WHAT TO DO ::
Return the lines below that carry the word "format".

Dataset entries
== Segment start ==

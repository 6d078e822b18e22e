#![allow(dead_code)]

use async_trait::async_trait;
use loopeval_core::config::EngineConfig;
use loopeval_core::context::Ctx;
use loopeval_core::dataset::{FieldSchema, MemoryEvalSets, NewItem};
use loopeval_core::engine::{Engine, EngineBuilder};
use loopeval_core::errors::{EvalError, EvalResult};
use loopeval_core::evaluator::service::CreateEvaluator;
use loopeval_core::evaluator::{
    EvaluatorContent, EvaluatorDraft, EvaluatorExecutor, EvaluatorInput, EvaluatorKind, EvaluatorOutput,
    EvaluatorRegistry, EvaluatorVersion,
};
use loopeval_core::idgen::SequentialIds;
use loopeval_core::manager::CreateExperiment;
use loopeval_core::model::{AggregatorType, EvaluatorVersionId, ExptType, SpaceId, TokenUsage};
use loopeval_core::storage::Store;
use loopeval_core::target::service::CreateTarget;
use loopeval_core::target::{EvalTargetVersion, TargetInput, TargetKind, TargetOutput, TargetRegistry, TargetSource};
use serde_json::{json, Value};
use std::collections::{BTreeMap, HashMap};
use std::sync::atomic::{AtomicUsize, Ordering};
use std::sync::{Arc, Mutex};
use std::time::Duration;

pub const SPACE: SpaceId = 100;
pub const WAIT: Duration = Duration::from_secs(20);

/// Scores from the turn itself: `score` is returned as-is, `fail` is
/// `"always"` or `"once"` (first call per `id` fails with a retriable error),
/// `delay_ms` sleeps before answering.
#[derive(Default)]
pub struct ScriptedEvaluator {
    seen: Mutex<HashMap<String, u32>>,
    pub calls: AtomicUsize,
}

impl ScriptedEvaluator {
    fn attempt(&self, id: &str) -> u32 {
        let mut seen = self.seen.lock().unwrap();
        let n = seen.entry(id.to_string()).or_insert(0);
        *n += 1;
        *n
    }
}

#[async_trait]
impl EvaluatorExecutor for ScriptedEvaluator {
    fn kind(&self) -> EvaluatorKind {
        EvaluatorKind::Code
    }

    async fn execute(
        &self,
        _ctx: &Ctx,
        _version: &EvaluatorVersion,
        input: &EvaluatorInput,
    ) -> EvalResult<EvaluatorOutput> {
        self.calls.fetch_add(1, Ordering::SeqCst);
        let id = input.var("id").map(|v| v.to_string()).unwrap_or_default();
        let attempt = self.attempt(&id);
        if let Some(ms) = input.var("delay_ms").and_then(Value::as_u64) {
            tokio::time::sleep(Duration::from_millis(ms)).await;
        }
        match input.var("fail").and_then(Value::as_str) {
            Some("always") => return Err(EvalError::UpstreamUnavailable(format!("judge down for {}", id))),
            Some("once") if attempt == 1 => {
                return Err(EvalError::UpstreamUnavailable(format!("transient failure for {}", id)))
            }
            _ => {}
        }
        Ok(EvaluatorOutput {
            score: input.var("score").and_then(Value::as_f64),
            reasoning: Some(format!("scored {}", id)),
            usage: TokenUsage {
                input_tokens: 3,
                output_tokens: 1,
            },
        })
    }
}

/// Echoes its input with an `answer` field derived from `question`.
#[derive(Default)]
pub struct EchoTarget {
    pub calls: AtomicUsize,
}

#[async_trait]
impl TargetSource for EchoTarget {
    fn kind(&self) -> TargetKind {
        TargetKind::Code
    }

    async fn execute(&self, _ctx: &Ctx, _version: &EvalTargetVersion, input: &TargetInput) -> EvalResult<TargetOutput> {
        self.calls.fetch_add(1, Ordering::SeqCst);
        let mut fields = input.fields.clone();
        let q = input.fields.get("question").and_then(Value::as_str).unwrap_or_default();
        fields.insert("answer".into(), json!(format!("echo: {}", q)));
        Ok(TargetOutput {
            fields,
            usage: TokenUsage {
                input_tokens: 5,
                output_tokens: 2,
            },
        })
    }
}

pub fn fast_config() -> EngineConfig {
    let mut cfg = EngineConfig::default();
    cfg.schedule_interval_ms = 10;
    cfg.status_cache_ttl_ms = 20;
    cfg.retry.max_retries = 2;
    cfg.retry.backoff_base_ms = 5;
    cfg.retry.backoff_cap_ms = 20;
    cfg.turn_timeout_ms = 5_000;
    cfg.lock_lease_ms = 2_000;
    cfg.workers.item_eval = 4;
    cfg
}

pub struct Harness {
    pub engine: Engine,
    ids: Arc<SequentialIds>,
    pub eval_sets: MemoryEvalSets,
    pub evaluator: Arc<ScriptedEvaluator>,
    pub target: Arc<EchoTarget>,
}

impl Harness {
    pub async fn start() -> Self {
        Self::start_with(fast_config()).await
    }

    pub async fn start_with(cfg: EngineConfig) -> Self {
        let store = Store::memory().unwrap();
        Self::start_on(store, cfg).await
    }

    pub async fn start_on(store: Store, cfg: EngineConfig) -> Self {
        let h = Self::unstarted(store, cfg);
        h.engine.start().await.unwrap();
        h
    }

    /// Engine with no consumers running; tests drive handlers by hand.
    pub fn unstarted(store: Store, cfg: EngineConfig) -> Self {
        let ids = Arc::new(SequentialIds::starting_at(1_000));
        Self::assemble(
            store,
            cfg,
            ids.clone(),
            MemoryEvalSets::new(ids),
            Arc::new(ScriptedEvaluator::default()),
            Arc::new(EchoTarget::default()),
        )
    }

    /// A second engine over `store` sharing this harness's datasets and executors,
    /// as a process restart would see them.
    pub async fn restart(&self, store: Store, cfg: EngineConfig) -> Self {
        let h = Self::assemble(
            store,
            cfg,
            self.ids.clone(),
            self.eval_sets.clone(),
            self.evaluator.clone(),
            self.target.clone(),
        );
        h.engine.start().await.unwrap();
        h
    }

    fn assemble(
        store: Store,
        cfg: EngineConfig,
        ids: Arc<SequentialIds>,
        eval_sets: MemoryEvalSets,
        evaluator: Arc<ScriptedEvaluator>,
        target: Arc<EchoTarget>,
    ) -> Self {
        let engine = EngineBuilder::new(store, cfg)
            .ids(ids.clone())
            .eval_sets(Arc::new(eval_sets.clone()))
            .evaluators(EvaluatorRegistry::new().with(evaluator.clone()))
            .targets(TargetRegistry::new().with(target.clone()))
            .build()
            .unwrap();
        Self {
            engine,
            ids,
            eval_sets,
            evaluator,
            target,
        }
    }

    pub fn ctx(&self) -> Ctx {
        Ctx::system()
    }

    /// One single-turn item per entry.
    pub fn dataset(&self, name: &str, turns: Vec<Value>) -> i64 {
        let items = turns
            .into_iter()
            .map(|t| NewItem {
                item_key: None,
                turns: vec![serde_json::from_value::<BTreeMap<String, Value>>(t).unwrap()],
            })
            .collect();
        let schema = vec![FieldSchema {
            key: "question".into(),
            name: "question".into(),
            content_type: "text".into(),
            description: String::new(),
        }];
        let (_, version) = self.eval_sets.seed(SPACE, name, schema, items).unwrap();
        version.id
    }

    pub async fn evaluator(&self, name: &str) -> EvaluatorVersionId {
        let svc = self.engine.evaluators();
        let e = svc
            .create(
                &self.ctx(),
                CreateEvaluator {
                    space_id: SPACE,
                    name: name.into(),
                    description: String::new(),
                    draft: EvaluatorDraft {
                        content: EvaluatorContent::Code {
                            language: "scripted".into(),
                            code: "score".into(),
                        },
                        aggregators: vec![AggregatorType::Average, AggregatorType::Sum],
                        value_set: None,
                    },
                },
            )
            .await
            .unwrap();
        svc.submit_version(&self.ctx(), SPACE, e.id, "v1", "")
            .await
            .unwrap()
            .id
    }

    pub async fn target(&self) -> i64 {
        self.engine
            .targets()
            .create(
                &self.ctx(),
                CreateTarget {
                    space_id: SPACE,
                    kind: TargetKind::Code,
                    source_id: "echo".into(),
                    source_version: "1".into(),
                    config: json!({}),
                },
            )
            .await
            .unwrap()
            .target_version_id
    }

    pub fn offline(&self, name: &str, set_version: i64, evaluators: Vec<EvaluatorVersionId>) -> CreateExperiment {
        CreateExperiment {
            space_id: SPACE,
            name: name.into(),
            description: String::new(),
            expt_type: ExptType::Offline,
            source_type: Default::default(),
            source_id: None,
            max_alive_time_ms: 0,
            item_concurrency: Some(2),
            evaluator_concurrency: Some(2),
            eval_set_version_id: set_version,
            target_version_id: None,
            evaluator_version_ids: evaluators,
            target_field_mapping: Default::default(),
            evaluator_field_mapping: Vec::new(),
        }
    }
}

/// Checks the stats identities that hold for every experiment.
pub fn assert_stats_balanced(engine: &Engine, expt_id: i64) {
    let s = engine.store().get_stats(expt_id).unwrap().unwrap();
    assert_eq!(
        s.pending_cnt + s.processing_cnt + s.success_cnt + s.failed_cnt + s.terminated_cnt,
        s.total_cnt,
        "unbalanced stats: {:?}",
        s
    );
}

== Segment end ==

EXERCISE RESULT ::
            Some("always") => return Err(EvalError::UpstreamUnavailable(format!("judge down for {}", id))),
                return Err(EvalError::UpstreamUnavailable(format!("transient failure for {}", id)))
            reasoning: Some(format!("scored {}", id)),
        fields.insert("answer".into(), json!(format!("echo: {}", q)));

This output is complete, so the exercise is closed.